• Instructions to follow: The answer must consist of each line below that contains the string "JsonStyle".

• Recorded data:

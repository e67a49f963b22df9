//! Item, hireling and sync-document export.

mod items;
mod mercenary;
mod sync;

pub use items::{ItemExporter, ItemPayload, ItemPlacement, SyncQuality, container_id, item_class, quality};
pub use mercenary::{Hireling, convert_mercenary};
pub use sync::{
    ApplicationInfo, CompletedQuests, ProcessInfo, SyncRequest, build_sync_request, ignore_by_name,
};
use std::fs;
use std::path::{Path, PathBuf};
use std::process;

use clap::Parser;
use d2stats_core::config::Config;
use d2stats_core::core_api::{DisplayStats, Engine, Session};
use d2stats_core::export::ignore_by_name;
use d2stats_core::savegame::{self, CHARACTER_EXTENSION};
use d2stats_render::{
    FieldSelection, JsonStyle, TextRenderOptions, TextStyle, render_items_json, render_items_text,
    render_json_full, render_json_selected, render_text_with_options,
};
use serde_json::Value as JsonValue;
use tracing::{debug, info};
use tracing_subscriber::EnvFilter;

#[derive(Debug, Parser)]
#[command(author, version, about)]
struct Cli {
    #[arg(value_name = "CHARACTER.json", conflicts_with = "latest")]
    path: Option<PathBuf>,
    /// Use the most recently modified character document in DIR.
    #[arg(long, value_name = "DIR")]
    latest: Option<PathBuf>,
    #[arg(long, value_name = "PATH")]
    config: Option<PathBuf>,
    /// Extra game data documents, merged over the built-in tables.
    #[arg(long = "game-data", value_name = "PATH")]
    game_data: Vec<PathBuf>,
    #[arg(long, value_name = "PATH")]
    translations: Vec<PathBuf>,
    #[arg(long, value_name = "CODE")]
    language: Option<String>,
    /// Count items and gold from the shared stash next to the character.
    #[arg(long = "shared-stash")]
    shared_stash: bool,
    #[arg(long = "runes-with-x")]
    runes_with_x: bool,
    #[arg(long = "keep-duplicate-runewords")]
    keep_duplicate_runewords: bool,
    #[arg(long = "translate-base-names")]
    translate_base_names: bool,
    /// Export stored items as well as equipment.
    #[arg(long = "all-items")]
    all_items: bool,
    #[arg(long)]
    name: bool,
    #[arg(long)]
    class: bool,
    #[arg(long)]
    level: bool,
    #[arg(long = "percent-to-next")]
    percent_to_next: bool,
    #[arg(long)]
    attributes: bool,
    #[arg(long)]
    resistances: bool,
    #[arg(long)]
    breakpoints: bool,
    #[arg(long = "frw")]
    faster_run_walk: bool,
    #[arg(long = "ias")]
    increased_attack_speed: bool,
    #[arg(long = "mf")]
    magic_find: bool,
    #[arg(long = "gf")]
    gold_find: bool,
    #[arg(long)]
    gold: bool,
    #[arg(long = "gold-in-stash")]
    gold_in_stash: bool,
    #[arg(long)]
    runes: bool,
    #[arg(long)]
    runewords: bool,
    #[arg(long)]
    keys: bool,
    #[arg(long = "speed-run-items")]
    speed_run_items: bool,
    #[arg(long = "last-updated")]
    last_updated: bool,
    #[arg(long, conflicts_with = "sync")]
    items: bool,
    /// Print the assembled sync document instead of the stats.
    #[arg(long)]
    sync: bool,
    #[arg(long)]
    json: bool,
    #[arg(long)]
    verbose: bool,
}

fn field_selection(cli: &Cli) -> FieldSelection {
    FieldSelection {
        name: cli.name,
        class: cli.class,
        level: cli.level,
        percent_to_next: cli.percent_to_next,
        attributes: cli.attributes,
        resistances: cli.resistances,
        breakpoints: cli.breakpoints,
        faster_run_walk: cli.faster_run_walk,
        increased_attack_speed: cli.increased_attack_speed,
        magic_find: cli.magic_find,
        gold_find: cli.gold_find,
        gold: cli.gold,
        gold_in_stash: cli.gold_in_stash,
        runes: cli.runes,
        runewords: cli.runewords,
        keys: cli.keys,
        speed_run_items: cli.speed_run_items,
        last_updated: cli.last_updated,
    }
}

fn main() {
    let cli = Cli::parse();
    setup_logging();
    let fields = field_selection(&cli);

    if (cli.items || cli.sync) && fields.is_any_selected() {
        eprintln!("field flags cannot be combined with --items or --sync");
        process::exit(2);
    }

    let path = match (&cli.path, &cli.latest) {
        (Some(path), _) => path.clone(),
        (None, Some(dir)) => match savegame::find_most_recent(dir, CHARACTER_EXTENSION) {
            Ok(Some(path)) => path,
            Ok(None) => {
                eprintln!("No character documents found in {}", dir.display());
                process::exit(1);
            }
            Err(e) => {
                eprintln!("Error scanning {}: {e}", dir.display());
                process::exit(1);
            }
        },
        (None, None) => {
            eprintln!("either CHARACTER.json or --latest <DIR> is required");
            process::exit(2);
        }
    };

    let config = load_config(&cli);
    let game_data = read_all(&cli.game_data);
    let translations = read_all(&cli.translations);
    let engine = Engine::from_sources(config, &game_data, &translations).unwrap_or_else(|e| {
        eprintln!("Error loading game data or translations: {e}");
        process::exit(1);
    });

    let session = savegame::load_session(&engine, &path).unwrap_or_else(|e| {
        eprintln!("Error loading character: {}", path.display());
        eprintln!("  {e}");
        process::exit(1);
    });
    debug!(path = %path.display(), "character loaded");

    if cli.sync {
        print_sync(&session, &path);
        return;
    }

    if cli.items {
        let items = session.item_payloads(session.config().export.equipment_only);
        if cli.json {
            print_json(&render_items_json(&items));
        } else {
            print!("{}", render_items_text(&items));
        }
        return;
    }

    let stats = session.display_stats();
    if cli.json {
        let json = if fields.is_any_selected() {
            render_json_selected(&stats, &fields, JsonStyle::CanonicalV1)
        } else {
            render_json_full(&stats, JsonStyle::CanonicalV1)
        };
        print_json(&json);
        return;
    }

    if fields.is_any_selected() {
        for (key, value) in selected_pairs(&fields, &stats) {
            println!("{key}={value}");
        }
        return;
    }

    let options = TextRenderOptions {
        verbose: cli.verbose,
    };
    print!(
        "{}",
        render_text_with_options(&stats, TextStyle::ClassicSheet, options)
    );
}

fn setup_logging() {
    let filter = EnvFilter::try_from_default_env().unwrap_or_else(|_| EnvFilter::new("warn"));
    tracing_subscriber::fmt()
        .with_env_filter(filter)
        .with_writer(std::io::stderr)
        .init();
}

fn load_config(cli: &Cli) -> Config {
    let mut config = match &cli.config {
        Some(path) => {
            let bytes = fs::read(path).unwrap_or_else(|e| {
                eprintln!("Error reading {}: {e}", path.display());
                process::exit(1);
            });
            Config::from_json_slice(&bytes).unwrap_or_else(|e| {
                eprintln!("Error parsing config: {}", path.display());
                eprintln!("  {e}");
                process::exit(1);
            })
        }
        None => Config::default(),
    };

    if let Some(language) = &cli.language {
        config.translation.language = language.clone();
    }
    if cli.shared_stash {
        config.stats.include_shared_stash = true;
    }
    if cli.runes_with_x {
        config.stats.runes_with_x = true;
    }
    if cli.keep_duplicate_runewords {
        config.stats.remove_duplicate_runeword = false;
    }
    if cli.translate_base_names {
        config.export.translate_base_names = true;
    }
    if cli.all_items {
        config.export.equipment_only = false;
    }
    config
}

fn read_all(paths: &[PathBuf]) -> Vec<Vec<u8>> {
    paths
        .iter()
        .map(|path| {
            fs::read(path).unwrap_or_else(|e| {
                eprintln!("Error reading {}: {e}", path.display());
                process::exit(1);
            })
        })
        .collect()
}

fn print_sync(session: &Session, path: &Path) {
    let file_name = path
        .file_name()
        .map(|name| name.to_string_lossy().into_owned())
        .unwrap_or_default();
    if ignore_by_name(&file_name, &session.config().sync.ignore_names_that_contain) {
        info!(file = %file_name, "character ignored by name filter");
        return;
    }
    let request = session.sync_request();
    let json = serde_json::to_value(&request).unwrap_or_else(|e| {
        eprintln!("Error rendering sync document: {e}");
        process::exit(1);
    });
    print_json(&json);
}

fn print_json(json: &JsonValue) {
    let rendered = serde_json::to_string_pretty(json).unwrap_or_else(|e| {
        eprintln!("Error rendering JSON output: {e}");
        process::exit(1);
    });
    println!("{rendered}");
}

fn selected_pairs(fields: &FieldSelection, stats: &DisplayStats) -> Vec<(&'static str, String)> {
    let mut out = Vec::new();

    if fields.name {
        out.push(("name", stats.name.clone()));
    }
    if fields.class {
        out.push(("class", stats.class.to_string()));
    }
    if fields.level {
        out.push(("level", stats.level.to_string()));
    }
    if fields.percent_to_next {
        out.push(("percent_to_next", stats.percent_to_next.clone()));
    }
    if fields.attributes {
        let a = &stats.attributes;
        out.push(("attribute", format!("strength={}", a.strength)));
        out.push(("attribute", format!("dexterity={}", a.dexterity)));
        out.push(("attribute", format!("vitality={}", a.vitality)));
        out.push(("attribute", format!("energy={}", a.energy)));
    }
    if fields.resistances {
        let r = &stats.resistances;
        out.push(("resistance", format!("fire={}", r.fire)));
        out.push(("resistance", format!("cold={}", r.cold)));
        out.push(("resistance", format!("lightning={}", r.lightning)));
        out.push(("resistance", format!("poison={}", r.poison)));
        out.push(("resistance", format!("physical={}", r.physical)));
    }
    if fields.breakpoints {
        let b = &stats.breakpoints;
        out.push((
            "breakpoint",
            format!("fcr={}/{}", b.faster_cast_rate, b.next_faster_cast_rate),
        ));
        out.push((
            "breakpoint",
            format!("fhr={}/{}", b.faster_hit_recovery, b.next_faster_hit_recovery),
        ));
        out.push((
            "breakpoint",
            format!("fbr={}/{}", b.faster_block_rate, b.next_faster_block_rate),
        ));
    }
    if fields.faster_run_walk {
        out.push(("faster_run_walk", stats.faster_run_walk.to_string()));
    }
    if fields.increased_attack_speed {
        out.push((
            "increased_attack_speed",
            stats.increased_attack_speed.to_string(),
        ));
    }
    if fields.magic_find {
        out.push(("magic_find", stats.magic_find.to_string()));
    }
    if fields.gold_find {
        out.push(("gold_find", stats.gold_find.to_string()));
    }
    if fields.gold {
        out.push(("gold", stats.gold.clone()));
    }
    if fields.gold_in_stash {
        out.push(("gold_in_stash", stats.gold_in_stash.clone()));
    }
    if fields.runes {
        out.push(("runes", stats.runes.clone()));
    }
    if fields.runewords {
        out.push(("runewords", stats.runewords.clone()));
    }
    if fields.keys {
        let k = &stats.keys;
        out.push((
            "keys",
            format!(
                "terror={} hate={} destruction={}",
                k.terror, k.hate, k.destruction
            ),
        ));
    }
    if fields.speed_run_items {
        let s = &stats.speed_run_items;
        out.push((
            "speed_run_items",
            format!(
                "full_rejuvs={} small_rejuvs={} chipped_gems={}",
                s.full_rejuvs, s.small_rejuvs, s.chipped_gems
            ),
        ));
    }
    if fields.last_updated {
        out.push(("last_updated", stats.last_updated.clone()));
    }

    out
}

• Response to the task:
    FieldSelection, JsonStyle, TextRenderOptions, TextStyle, render_items_json, render_items_text,
            render_json_selected(&stats, &fields, JsonStyle::CanonicalV1)
            render_json_full(&stats, JsonStyle::CanonicalV1)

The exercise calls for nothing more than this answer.